Given entries START

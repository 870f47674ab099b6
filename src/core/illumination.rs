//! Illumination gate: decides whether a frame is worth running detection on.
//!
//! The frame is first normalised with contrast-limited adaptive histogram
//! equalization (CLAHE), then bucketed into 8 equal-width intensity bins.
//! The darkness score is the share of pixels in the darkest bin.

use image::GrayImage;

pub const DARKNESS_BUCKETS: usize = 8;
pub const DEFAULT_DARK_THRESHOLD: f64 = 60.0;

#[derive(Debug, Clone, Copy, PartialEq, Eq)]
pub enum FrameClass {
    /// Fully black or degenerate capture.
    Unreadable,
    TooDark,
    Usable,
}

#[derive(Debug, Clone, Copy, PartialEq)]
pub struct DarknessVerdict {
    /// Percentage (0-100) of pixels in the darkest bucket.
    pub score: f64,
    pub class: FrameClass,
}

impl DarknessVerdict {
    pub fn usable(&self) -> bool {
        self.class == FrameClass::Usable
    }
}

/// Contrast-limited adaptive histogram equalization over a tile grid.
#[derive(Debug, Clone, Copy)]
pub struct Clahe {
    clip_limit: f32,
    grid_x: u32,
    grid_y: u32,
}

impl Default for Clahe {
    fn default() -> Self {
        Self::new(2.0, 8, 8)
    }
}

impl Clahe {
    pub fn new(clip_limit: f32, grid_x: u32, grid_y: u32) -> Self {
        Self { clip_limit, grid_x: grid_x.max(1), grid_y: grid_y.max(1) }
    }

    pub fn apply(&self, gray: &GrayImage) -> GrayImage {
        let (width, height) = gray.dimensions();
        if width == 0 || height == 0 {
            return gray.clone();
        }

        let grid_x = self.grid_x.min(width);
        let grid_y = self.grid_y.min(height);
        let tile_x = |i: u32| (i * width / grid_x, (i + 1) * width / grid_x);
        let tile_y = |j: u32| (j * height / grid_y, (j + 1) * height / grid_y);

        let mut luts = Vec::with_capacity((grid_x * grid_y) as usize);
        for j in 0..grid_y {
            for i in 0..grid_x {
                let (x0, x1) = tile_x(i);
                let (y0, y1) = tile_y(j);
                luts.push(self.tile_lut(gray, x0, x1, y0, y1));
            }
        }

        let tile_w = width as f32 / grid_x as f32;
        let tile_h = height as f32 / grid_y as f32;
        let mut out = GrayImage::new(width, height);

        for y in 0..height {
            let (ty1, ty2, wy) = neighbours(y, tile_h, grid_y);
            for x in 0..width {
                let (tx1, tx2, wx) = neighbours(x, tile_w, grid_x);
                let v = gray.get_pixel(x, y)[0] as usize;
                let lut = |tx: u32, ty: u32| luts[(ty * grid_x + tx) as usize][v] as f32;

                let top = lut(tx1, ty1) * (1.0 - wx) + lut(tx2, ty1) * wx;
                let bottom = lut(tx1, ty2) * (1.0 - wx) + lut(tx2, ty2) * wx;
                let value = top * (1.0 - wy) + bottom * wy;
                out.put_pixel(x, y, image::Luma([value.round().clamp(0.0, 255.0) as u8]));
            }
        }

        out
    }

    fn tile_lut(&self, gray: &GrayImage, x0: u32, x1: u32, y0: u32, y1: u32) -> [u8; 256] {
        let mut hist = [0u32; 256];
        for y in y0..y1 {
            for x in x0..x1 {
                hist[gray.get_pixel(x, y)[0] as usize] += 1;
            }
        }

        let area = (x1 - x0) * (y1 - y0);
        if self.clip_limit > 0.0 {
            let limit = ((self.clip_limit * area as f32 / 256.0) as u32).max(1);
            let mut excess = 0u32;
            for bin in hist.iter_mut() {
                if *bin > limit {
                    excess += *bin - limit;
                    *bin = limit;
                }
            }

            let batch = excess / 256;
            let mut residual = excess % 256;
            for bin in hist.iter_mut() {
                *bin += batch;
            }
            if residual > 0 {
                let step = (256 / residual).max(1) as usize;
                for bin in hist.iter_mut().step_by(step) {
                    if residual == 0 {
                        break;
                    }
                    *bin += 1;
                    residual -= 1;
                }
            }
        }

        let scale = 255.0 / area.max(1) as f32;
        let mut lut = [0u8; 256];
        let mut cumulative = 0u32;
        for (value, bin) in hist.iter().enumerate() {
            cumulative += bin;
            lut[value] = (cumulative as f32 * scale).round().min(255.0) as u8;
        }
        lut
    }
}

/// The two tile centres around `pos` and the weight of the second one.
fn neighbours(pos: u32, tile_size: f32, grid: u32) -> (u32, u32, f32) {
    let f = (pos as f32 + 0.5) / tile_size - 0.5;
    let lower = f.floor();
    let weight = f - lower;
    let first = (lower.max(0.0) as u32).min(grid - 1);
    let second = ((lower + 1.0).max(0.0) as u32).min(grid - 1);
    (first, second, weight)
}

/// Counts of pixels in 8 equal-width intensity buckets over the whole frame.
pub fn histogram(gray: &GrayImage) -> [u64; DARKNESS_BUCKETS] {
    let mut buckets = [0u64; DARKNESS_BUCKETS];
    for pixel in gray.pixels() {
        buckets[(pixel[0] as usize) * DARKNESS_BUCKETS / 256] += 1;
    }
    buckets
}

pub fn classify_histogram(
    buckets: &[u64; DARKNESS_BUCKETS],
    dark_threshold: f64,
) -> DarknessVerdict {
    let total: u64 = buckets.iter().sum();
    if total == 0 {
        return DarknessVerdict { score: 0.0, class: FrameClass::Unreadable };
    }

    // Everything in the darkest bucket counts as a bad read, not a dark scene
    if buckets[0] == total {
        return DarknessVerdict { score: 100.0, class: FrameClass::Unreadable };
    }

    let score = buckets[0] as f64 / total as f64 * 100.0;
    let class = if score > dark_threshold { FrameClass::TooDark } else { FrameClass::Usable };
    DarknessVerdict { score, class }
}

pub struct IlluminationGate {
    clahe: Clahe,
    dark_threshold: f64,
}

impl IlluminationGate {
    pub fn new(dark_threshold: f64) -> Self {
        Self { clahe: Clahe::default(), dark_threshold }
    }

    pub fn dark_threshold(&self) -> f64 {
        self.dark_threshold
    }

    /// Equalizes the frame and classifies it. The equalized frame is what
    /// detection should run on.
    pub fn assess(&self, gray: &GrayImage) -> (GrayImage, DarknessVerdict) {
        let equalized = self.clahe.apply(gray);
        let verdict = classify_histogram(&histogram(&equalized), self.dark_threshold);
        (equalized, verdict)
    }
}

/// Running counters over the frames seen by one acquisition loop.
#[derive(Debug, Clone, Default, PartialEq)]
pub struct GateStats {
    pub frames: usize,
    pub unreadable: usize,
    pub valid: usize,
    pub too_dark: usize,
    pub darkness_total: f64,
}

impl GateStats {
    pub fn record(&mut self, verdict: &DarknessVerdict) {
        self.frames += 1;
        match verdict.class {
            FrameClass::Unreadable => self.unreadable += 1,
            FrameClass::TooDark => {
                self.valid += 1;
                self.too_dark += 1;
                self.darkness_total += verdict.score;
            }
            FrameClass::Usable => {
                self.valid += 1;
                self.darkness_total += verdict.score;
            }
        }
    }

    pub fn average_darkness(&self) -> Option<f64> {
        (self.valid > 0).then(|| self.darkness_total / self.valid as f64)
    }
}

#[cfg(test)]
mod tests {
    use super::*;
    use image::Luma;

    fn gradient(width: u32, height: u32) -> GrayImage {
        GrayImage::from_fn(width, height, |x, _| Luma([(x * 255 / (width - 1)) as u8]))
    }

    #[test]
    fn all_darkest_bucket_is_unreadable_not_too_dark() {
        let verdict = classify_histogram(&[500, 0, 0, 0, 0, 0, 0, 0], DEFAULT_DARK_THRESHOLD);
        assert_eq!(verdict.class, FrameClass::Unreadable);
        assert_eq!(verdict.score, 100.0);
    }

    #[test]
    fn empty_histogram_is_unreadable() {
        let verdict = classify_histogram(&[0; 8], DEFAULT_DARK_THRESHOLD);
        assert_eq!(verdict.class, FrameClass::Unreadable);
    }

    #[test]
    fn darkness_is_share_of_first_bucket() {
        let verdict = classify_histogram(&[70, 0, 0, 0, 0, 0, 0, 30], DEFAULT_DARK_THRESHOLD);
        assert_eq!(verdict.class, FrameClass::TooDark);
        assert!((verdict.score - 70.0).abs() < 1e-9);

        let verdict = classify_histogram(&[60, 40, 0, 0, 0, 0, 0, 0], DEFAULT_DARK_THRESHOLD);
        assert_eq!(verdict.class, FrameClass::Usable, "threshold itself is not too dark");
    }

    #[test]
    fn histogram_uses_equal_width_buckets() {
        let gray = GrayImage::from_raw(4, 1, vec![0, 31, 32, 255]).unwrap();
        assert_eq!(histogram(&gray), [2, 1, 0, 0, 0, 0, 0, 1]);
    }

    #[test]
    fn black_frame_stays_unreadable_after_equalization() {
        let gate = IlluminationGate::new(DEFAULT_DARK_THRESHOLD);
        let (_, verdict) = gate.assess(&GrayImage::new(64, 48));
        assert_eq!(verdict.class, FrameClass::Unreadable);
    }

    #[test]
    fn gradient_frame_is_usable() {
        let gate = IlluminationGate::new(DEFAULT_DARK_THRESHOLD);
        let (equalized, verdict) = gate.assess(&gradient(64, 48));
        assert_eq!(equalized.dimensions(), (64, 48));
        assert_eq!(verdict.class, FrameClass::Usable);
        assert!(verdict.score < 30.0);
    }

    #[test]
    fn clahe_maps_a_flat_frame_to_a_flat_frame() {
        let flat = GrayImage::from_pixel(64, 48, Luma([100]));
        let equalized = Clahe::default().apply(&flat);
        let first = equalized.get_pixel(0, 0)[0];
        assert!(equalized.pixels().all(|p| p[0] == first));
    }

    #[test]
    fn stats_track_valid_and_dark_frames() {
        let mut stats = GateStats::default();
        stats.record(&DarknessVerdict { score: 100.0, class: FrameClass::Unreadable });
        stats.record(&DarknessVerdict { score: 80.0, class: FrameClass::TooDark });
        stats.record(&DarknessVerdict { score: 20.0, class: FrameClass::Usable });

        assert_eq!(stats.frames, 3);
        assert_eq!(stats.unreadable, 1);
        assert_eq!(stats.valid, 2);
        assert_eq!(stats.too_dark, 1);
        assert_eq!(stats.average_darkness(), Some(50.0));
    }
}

Given entries END
Given entries START

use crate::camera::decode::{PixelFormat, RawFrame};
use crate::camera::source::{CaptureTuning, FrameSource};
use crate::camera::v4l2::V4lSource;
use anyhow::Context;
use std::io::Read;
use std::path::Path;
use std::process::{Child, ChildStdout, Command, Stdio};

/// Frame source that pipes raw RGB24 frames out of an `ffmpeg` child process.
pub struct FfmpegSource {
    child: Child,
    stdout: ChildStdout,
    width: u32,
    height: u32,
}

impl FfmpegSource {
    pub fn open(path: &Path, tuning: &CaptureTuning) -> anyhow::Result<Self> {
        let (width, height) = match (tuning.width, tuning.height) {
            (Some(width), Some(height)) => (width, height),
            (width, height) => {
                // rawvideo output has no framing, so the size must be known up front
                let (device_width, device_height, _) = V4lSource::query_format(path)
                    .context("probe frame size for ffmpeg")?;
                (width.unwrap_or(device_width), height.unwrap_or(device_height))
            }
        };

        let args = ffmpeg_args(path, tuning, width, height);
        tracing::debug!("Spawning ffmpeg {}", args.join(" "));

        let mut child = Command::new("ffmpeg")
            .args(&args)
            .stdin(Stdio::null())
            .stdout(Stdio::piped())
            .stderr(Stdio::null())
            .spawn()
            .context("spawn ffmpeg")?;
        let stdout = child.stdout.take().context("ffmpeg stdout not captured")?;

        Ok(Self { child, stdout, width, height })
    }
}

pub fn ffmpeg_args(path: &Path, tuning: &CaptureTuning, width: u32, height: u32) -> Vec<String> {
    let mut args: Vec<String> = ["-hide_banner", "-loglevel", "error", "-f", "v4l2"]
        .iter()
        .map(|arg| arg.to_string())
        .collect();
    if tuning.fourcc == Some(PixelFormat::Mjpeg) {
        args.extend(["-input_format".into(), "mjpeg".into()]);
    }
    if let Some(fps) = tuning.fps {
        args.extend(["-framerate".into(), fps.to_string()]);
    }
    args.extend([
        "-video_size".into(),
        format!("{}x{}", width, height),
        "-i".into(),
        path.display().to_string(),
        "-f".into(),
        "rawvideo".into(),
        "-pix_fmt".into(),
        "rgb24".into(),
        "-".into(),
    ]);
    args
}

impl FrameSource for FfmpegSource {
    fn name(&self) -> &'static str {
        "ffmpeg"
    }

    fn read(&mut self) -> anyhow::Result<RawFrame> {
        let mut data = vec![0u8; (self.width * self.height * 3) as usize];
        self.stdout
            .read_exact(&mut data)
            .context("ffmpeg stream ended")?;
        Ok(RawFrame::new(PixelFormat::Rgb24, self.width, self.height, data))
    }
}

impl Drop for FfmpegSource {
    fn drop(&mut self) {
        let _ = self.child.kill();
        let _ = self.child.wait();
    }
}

Given entries END
Given entries START

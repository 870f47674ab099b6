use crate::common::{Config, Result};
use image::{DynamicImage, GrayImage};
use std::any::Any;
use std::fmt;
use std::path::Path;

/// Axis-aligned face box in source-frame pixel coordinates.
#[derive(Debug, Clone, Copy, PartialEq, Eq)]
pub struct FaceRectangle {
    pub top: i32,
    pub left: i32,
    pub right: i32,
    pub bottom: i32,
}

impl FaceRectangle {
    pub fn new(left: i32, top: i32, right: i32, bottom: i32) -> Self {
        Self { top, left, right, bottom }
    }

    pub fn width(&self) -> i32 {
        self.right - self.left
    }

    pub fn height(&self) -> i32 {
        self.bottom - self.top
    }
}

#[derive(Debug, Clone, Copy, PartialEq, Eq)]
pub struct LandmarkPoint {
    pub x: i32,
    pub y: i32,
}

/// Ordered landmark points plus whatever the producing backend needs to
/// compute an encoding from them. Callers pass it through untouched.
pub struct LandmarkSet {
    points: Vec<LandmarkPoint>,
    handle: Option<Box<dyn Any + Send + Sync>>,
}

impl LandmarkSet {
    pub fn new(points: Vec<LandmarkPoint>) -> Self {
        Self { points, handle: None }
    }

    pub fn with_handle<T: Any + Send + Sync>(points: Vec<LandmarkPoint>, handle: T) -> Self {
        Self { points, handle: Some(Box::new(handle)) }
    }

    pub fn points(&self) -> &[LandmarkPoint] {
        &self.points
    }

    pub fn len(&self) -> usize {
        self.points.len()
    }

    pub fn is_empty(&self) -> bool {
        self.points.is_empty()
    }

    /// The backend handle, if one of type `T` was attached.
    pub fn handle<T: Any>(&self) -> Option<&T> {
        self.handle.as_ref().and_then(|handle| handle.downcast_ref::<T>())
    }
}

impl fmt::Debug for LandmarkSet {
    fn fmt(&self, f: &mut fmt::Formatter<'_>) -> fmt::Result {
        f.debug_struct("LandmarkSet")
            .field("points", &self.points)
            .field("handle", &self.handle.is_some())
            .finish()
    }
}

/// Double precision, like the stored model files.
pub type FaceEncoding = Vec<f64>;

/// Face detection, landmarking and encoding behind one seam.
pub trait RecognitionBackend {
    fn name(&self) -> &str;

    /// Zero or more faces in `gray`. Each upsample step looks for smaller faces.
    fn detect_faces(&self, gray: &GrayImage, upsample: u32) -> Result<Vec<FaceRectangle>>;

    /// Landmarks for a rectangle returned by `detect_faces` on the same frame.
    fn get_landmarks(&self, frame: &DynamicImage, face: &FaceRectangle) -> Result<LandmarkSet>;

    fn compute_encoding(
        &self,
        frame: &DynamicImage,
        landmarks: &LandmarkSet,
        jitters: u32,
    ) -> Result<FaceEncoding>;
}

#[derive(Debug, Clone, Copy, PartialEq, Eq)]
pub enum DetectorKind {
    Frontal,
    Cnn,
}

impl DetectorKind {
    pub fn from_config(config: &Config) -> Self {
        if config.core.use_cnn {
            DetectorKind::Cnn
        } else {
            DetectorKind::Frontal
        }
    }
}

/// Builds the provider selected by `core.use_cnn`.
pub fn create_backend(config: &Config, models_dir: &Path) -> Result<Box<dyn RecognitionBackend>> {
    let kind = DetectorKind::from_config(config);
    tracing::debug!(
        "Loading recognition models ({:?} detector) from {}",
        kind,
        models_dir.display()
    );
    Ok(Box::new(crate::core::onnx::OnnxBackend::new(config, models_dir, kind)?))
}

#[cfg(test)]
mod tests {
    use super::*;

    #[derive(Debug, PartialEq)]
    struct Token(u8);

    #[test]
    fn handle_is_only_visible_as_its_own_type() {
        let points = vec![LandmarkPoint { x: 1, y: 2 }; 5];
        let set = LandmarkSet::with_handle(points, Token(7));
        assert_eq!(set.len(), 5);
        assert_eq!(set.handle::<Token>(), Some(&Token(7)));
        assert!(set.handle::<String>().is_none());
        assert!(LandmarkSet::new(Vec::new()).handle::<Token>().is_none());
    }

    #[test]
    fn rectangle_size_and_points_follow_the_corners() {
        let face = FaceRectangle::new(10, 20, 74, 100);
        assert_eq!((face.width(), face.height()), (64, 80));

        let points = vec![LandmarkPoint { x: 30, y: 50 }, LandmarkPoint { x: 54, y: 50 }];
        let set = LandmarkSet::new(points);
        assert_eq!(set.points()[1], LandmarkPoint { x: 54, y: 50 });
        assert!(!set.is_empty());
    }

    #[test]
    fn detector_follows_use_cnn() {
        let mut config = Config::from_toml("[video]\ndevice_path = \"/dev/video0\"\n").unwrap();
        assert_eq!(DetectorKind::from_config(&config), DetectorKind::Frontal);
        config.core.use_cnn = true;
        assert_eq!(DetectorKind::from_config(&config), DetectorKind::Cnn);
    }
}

Given entries END

If a line in the entries above contains the word "excess", copy it.

            let mut excess = 0u32;
                    excess += *bin - limit;
            let batch = excess / 256;
            let mut residual = excess % 256;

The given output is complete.